OK, so let's tackle a difficult subject. Specifically, that which lies beyond the everyday. I consider myself, at heart, a scientist. But I have had personal experiences that collectively lead me to believe that there is something going on other than what can be measured in scientific terms.

I am not a person of faith and never will be. There are reasons for that, but mostly because faith is not in my nature. Whatever path I walk, it will my own search, and my answers will never lie in the philosophical or spiritual constructs of others. I will take pieces from them, ideas that suit me and that make sense in my understanding, but to entirely accept the worldview of someone else and try to make it my own, is not me.

So what is there? Is there a divine presence of some kind? A god or gods, an overmind, a tao, karma, magick, an akashic field, or a great lion who speaks to young British girls?

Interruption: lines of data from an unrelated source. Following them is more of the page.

//! Access-order tracking.
//!
//! Every successful `get` moves the key to the most-recent end. A key appears
//! at most once; keys that were never read are not tracked at all. The LFU
//! policy scans this sequence oldest-first to break frequency ties.
use std::hash::Hash;

use crate::ds::intrusive_list::IntrusiveListIter;
use crate::ds::key_order::KeyOrder;
use crate::error::InvariantError;

/// Tracks the order of key accesses, least recent first.
#[derive(Debug)]
pub struct RecencyTracker<K> {
    order: KeyOrder<K>,
}

impl<K> RecencyTracker<K>
where
    K: Clone + Eq + Hash,
{
    pub fn new() -> Self {
        Self {
            order: KeyOrder::new(),
        }
    }

    pub fn with_capacity(capacity: usize) -> Self {
        Self {
            order: KeyOrder::with_capacity(capacity),
        }
    }

    /// Marks `key` as the most recently accessed, dropping any earlier
    /// occurrence.
    pub fn touch(&mut self, key: &K) {
        self.order.move_to_back(key);
    }

    pub fn remove(&mut self, key: &K) -> bool {
        self.order.remove(key)
    }

    pub fn least_recent(&self) -> Option<&K> {
        self.order.front()
    }

    pub fn most_recent(&self) -> Option<&K> {
        self.order.back()
    }

    /// First key, scanning from least to most recent, accepted by `pred`.
    pub fn first_matching<F>(&self, mut pred: F) -> Option<&K>
    where
        F: FnMut(&K) -> bool,
    {
        self.order.iter().find(|key| pred(*key))
    }

    /// Iterates least recent to most recent.
    pub fn iter(&self) -> IntrusiveListIter<'_, K> {
        self.order.iter()
    }

    pub fn contains(&self, key: &K) -> bool {
        self.order.contains(key)
    }

    pub fn len(&self) -> usize {
        self.order.len()
    }

    pub fn is_empty(&self) -> bool {
        self.order.is_empty()
    }

    pub fn clear(&mut self) {
        self.order.clear();
    }

    pub fn check_invariants(&self) -> Result<(), InvariantError> {
        self.order.check_invariants()
    }
}

impl<K> Default for RecencyTracker<K>
where
    K: Clone + Eq + Hash,
{
    fn default() -> Self {
        Self::new()
    }
}

#[cfg(test)]
mod tests {
    use super::*;

    fn order(tracker: &RecencyTracker<&'static str>) -> Vec<&'static str> {
        tracker.iter().copied().collect()
    }

    #[test]
    fn touch_moves_to_most_recent() {
        let mut tracker = RecencyTracker::new();
        tracker.touch(&"a");
        tracker.touch(&"b");
        tracker.touch(&"c");
        tracker.touch(&"a");

        assert_eq!(order(&tracker), vec!["b", "c", "a"]);
        assert_eq!(tracker.least_recent(), Some(&"b"));
        assert_eq!(tracker.most_recent(), Some(&"a"));
        assert_eq!(tracker.len(), 3);
        tracker.check_invariants().unwrap();
    }

    #[test]
    fn first_matching_scans_oldest_first() {
        let mut tracker = RecencyTracker::with_capacity(4);
        for key in ["a", "b", "c", "d"] {
            tracker.touch(&key);
        }

        let candidates = ["c", "b"];
        assert_eq!(
            tracker.first_matching(|k| candidates.contains(k)),
            Some(&"b")
        );
        assert_eq!(tracker.first_matching(|k| *k == "z"), None);
    }

    #[test]
    fn remove_drops_key() {
        let mut tracker = RecencyTracker::new();
        tracker.touch(&1);
        tracker.touch(&2);

        assert!(tracker.remove(&1));
        assert!(!tracker.contains(&1));
        assert_eq!(tracker.least_recent(), Some(&2));
        assert!(!tracker.remove(&1));

        tracker.clear();
        assert!(tracker.is_empty());
        tracker.check_invariants().unwrap();
    }
}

I honestly don't know. What I do find is that I cannot accept the existence of any being I have ever heard described as being God. All of those descriptions (and I warn you in advance that this statement will offend some of you) are far too narrow and limiting.

Whatever role one may see God in, be it Creator, Designer, Judge, Mover, Ruler or otherwise, these are human roles, and the faces we put on these versions of the divine or supernatural are human faces.

If there are such beings out there, I find it impossible to accept that they exist with anything we would understand as human-like emotions and motivations. While applying these to anything that might (or might not) exist beyond the observable puts a layer, a mask, in between us and what really is there. Maybe that mask is correct, but I don't think so.

So to whomever or whatever might be out there, I'd really like to buy you a cup of coffee sometime and discuss the possibilities inherent in cross-existential experiences.